(Records for the task):

+ + + + + + +

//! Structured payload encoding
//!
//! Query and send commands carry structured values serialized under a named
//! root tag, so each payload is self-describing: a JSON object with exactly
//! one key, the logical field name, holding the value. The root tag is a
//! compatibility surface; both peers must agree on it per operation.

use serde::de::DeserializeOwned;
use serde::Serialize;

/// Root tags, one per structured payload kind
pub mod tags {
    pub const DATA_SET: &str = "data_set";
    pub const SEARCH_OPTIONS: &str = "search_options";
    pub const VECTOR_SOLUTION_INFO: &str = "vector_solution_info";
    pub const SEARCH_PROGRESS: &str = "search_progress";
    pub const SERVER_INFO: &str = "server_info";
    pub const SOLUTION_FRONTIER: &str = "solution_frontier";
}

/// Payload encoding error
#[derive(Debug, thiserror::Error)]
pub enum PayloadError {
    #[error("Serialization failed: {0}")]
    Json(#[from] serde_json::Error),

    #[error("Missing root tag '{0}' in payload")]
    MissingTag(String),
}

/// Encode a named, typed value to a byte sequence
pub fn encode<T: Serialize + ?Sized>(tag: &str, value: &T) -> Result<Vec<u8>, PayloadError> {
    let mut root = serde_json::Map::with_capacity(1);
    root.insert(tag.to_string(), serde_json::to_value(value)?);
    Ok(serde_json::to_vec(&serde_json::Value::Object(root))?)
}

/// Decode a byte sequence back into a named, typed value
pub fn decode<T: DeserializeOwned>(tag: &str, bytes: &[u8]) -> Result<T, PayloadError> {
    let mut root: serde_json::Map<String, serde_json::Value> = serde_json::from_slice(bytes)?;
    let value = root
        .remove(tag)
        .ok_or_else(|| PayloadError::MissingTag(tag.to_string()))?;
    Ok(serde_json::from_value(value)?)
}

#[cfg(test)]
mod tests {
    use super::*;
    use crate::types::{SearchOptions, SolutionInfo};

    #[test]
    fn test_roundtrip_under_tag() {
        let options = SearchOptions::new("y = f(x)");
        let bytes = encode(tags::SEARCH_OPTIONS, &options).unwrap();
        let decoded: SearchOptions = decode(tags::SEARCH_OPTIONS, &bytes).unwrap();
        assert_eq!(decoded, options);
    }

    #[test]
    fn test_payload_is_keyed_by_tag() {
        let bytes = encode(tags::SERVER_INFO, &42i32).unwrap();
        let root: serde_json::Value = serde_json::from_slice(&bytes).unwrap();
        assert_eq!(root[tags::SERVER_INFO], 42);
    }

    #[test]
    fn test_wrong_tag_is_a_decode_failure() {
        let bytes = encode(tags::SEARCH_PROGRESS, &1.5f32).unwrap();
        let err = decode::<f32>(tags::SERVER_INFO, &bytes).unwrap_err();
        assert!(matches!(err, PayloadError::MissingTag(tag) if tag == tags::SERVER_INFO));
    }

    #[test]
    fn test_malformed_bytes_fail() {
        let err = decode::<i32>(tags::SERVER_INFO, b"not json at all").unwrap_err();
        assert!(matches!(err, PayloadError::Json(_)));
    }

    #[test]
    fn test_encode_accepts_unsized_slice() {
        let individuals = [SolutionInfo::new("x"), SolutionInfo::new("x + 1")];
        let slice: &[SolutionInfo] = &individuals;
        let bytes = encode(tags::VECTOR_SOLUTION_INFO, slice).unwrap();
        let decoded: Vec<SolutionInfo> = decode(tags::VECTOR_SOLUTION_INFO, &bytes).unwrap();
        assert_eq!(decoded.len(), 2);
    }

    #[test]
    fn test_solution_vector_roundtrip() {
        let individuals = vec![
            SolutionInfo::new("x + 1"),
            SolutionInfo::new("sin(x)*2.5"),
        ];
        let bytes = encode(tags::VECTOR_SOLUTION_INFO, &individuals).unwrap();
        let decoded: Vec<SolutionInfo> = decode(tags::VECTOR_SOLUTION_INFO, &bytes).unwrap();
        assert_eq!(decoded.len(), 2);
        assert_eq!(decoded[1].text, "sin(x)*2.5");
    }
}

+ + + + + + +

(Exercise aim): Beginning at the top of the entries above, output each line exactly, and end with the line in which "pub mod tags" appears.

(Your response):
//! Structured payload encoding
//!
//! Query and send commands carry structured values serialized under a named
//! root tag, so each payload is self-describing: a JSON object with exactly
//! one key, the logical field name, holding the value. The root tag is a
//! compatibility surface; both peers must agree on it per operation.

use serde::de::DeserializeOwned;
use serde::Serialize;

/// Root tags, one per structured payload kind
pub mod tags {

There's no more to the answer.